Developer Job Interview Tips - jsonmez
http://simpleprogrammer.com/2013/03/24/10-developer-job-interview-tips-to-land-the-best-job-you-can/

======
zerovox
Just thought I would give my impressions of how this _might_ go down if you
interviewed for the large start-up I work for. (I'm speaking from my own
experience, not on behalf of the company in any way.)

1.Why? You're resume will be glanced at, not much more. We just care about how
much experience you've had, so we can aim the right kind of questions at you.
(You like Haskell? Try this) As long as you don't claim to be a master in ten
languages after 2 years real world experience, it really wont matter. Just
list your alma mater, your previous companies, and what you like working on or
with, and you'll do fine.

2\. I'd recommend against it, you'll come off as creepy if you mention or slip
up any of the details. And whilst you're at it, avoid looking up common
interview questions for the company, everyone uses different ones and it's
extremely obvious if you already know the optimal solution. And if you do get
asked a question you know the answer, or someone else from the company has
already asked you, tell the interviewer and they'll ask you something else.
It's worth it, anything sneaky or underhand comes off extremely badly and is
usually enough to get you rejected.

3\. I've rejected many candidates from internal referrals, and usually people
are pretty honest with their referrals, they'll say if they don't know enough
about you. It's not in anyone's interest to hire someone who isn't a 100% fit,
so if you ask me for a referral, I'll only fight for you if I know you're good
for the job and my colleagues will do likewise. There's a difference between
asking for a referral and being asked to apply. If you really want an 'in',
find the companies GitHub and start sending pull requests, if your code is
good, you take the reviewers advice and get your patches merged, someone will
get in contact.

4\. Finally, one I agree with! You'll be asked a range of algorithm based
questions, coding based questions and more, so get comfortable with these
kinds of questions.

5\. Again, I agree. But it's usually obvious if you're feigning passion, so be
passionate and let it show. Push for the optimal solutions, if you don't get
there, ask what the best solution was. When they ask if you have any
questions, ask what they do, what their role is and what you could end up
doing. Figure out if it is for you, and if so, say so!

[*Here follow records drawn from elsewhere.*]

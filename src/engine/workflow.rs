// src/engine/workflow.rs

use std::path::Path;
use std::sync::atomic::{AtomicU64, Ordering};
use std::sync::Arc;

use chrono::Utc;
use tracing::{debug, error, info};

use crate::dag::{Job, JobGraph, JobSpec, Scheduler};
use crate::engine::event_log::EventLog;
use crate::engine::exit_status::ExitStatus;
use crate::engine::failures::{FailureEntry, FailureRegistry};
use crate::engine::summary::RunSummary;
use crate::errors::{GflowError, Result};
use crate::exec::CommandExecutor;
use crate::fs::WorkflowDirs;
use crate::types::JobId;

/// Knobs for a single run.
#[derive(Debug, Clone, Copy)]
pub struct RunOptions {
    /// Upper bound on concurrently running jobs; `None` means unbounded.
    pub max_parallel: Option<usize>,
    /// Write `.gflow/wf.json` after the run.
    pub write_summary: bool,
}

impl Default for RunOptions {
    fn default() -> Self {
        Self {
            max_parallel: None,
            write_summary: true,
        }
    }
}

/// What `Workflow::run` hands back to the caller.
#[derive(Debug, Clone)]
pub struct RunReport {
    pub run_id: String,
    pub status: ExitStatus,
    pub failures: Vec<FailureEntry>,
}

impl RunReport {
    pub fn exit_code(&self) -> i32 {
        self.status.code()
    }
}

/// All jobs of one invocation plus the run-scoped state around them.
///
/// Built once, run once. After [`Workflow::run`] returns the jobs carry their
/// final states and the workflow should be treated as read-only.
#[derive(Debug)]
pub struct Workflow {
    dirs: WorkflowDirs,
    jobs: Vec<Job>,
    last_id: AtomicU64,
    failures: Arc<FailureRegistry>,
    options: RunOptions,
    run_id: Option<String>,
}

impl Workflow {
    pub fn new(root: impl AsRef<Path>) -> Result<Self> {
        Ok(Self {
            dirs: WorkflowDirs::new(root)?,
            jobs: Vec::new(),
            last_id: AtomicU64::new(0),
            failures: Arc::new(FailureRegistry::new()),
            options: RunOptions::default(),
            run_id: None,
        })
    }

    pub fn with_options(mut self, options: RunOptions) -> Self {
        self.options = options;
        self
    }

    pub fn options(&self) -> RunOptions {
        self.options
    }

    pub fn set_options(&mut self, options: RunOptions) {
        self.options = options;
    }

    pub fn dirs(&self) -> &WorkflowDirs {
        &self.dirs
    }

    /// Jobs in registration order (`jobs()[i].id == i + 1`).
    pub fn jobs(&self) -> &[Job] {
        &self.jobs
    }

    pub fn job(&self, id: JobId) -> Option<&Job> {
        if id.0 == 0 {
            return None;
        }
        self.jobs.get(id.index())
    }

    pub fn job_by_name(&self, name: &str) -> Option<&Job> {
        self.jobs.iter().find(|j| j.name == name)
    }

    pub fn failures(&self) -> &FailureRegistry {
        &self.failures
    }

    /// ID of the current run, once [`Workflow::run`] has been called.
    pub fn run_id(&self) -> Option<&str> {
        self.run_id.as_deref()
    }

    /// Register a job whose dependencies are already registered.
    ///
    /// The new job's ID is assigned here, so it is always greater than the IDs
    /// of its dependencies.
    pub fn add_job(&mut self, spec: JobSpec, dependencies: &[JobId]) -> Result<JobId> {
        if self.run_id.is_some() {
            return Err(GflowError::AlreadyRan);
        }

        let registered = self.last_id.load(Ordering::SeqCst);
        for dep in dependencies {
            if dep.0 == 0 || dep.0 > registered {
                return Err(GflowError::UnknownDependency(format!(
                    "job '{}' depends on unregistered job id {}",
                    spec.name, dep
                )));
            }
        }

        let mut deps: Vec<JobId> = Vec::with_capacity(dependencies.len());
        for dep in dependencies {
            if !deps.contains(dep) {
                deps.push(*dep);
            }
        }

        let id = self.next_job_id();
        let directories = self.dirs.job_directories(id, &spec.name, spec.work_dir.as_deref());
        debug!(job_id = %id, job = %spec.name, deps = ?deps, "job registered");

        self.jobs.push(Job::new(id, spec, directories, deps));
        Ok(id)
    }

    fn next_job_id(&self) -> JobId {
        JobId(self.last_id.fetch_add(1, Ordering::SeqCst) + 1)
    }

    /// Execute every job and resolve the run's exit status.
    ///
    /// Order of operations:
    /// 1. validate the dependency graph (nothing is touched on failure)
    /// 2. provision directories and open the event log
    /// 3. schedule all jobs and wait for every one to finish
    /// 4. resolve the exit status and write the summary
    pub async fn run<E: CommandExecutor>(&mut self, executor: Arc<E>) -> Result<RunReport> {
        if self.run_id.is_some() {
            return Err(GflowError::AlreadyRan);
        }

        let graph = JobGraph::build(&self.jobs)?;

        let run_id = Utc::now().format("%Y%m%dT%H%M%S%.6fZ").to_string();
        self.run_id = Some(run_id.clone());

        info!(
            %run_id,
            workflow_dir = %self.dirs.root.display(),
            jobs = self.jobs.len(),
            "workflow run starting"
        );

        self.dirs.provision()?;
        for job in &self.jobs {
            self.dirs.provision_job(&job.directories)?;
        }

        let event_log = Arc::new(EventLog::open(&self.dirs.event_log_path, run_id.as_str()).await?);

        let scheduler = Scheduler::new(
            graph,
            executor,
            Arc::clone(&event_log),
            Arc::clone(&self.failures),
        )
        .with_max_parallel(self.options.max_parallel);

        self.jobs = match scheduler.run(&self.jobs).await {
            Ok(jobs) => jobs,
            Err(err) => {
                error!(%run_id, error = %err, "workflow run aborted");
                return Err(err);
            }
        };

        let status = ExitStatus::resolve(&self.failures);
        let failures = self.failures.entries();

        if self.options.write_summary {
            self.summary(&run_id, status).write(&self.dirs.summary_path)?;
            debug!(path = %self.dirs.summary_path.display(), "run summary written");
        }

        match status {
            ExitStatus::Success => info!(%run_id, "Workflow success"),
            ExitStatus::JobsFailed => error!(
                %run_id,
                failed = failures.len(),
                exit_code = status.code(),
                "Workflow failed: {} jobs failed",
                failures.len()
            ),
        }

        Ok(RunReport {
            run_id,
            status,
            failures,
        })
    }

    /// Snapshot of the workflow for the summary writer.
    pub fn summary(&self, run_id: &str, status: ExitStatus) -> RunSummary {
        RunSummary {
            workflow_dir: self.dirs.root.clone(),
            run_id: run_id.to_string(),
            status,
            exit_code: status.code(),
            jobs: self.jobs.clone(),
            failures: self.failures.entries(),
        }
    }
}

6\. Maybe this applies to other companies, but we wont ask 'trap' questions.
They aren't useful to us, they're too easy to avoid. However, avoiding a
question is never a good idea. Also, questions like "What was the result the
last time you and a coworker disagreed on a technical issue?" aren't trap
questions, they are real life situations. These things happen, and as long as
you can demonstrate that you are reasonable and mature, you'll do fine. Even
if you say, "I tested both hypothesis, and he was correct, so we went with his
way, I apologized and learnt from the situation", that okay! We're engineers
interviewing you, we realise people can be wrong, showing an ability to learn
is great.

7\. I agree! Don't lie. That should go without saying.

8\. Again, that should go without saying.

9\. Again, as with the algorithms one above, if you don't know what a linked
list is, you're applying to the wrong job.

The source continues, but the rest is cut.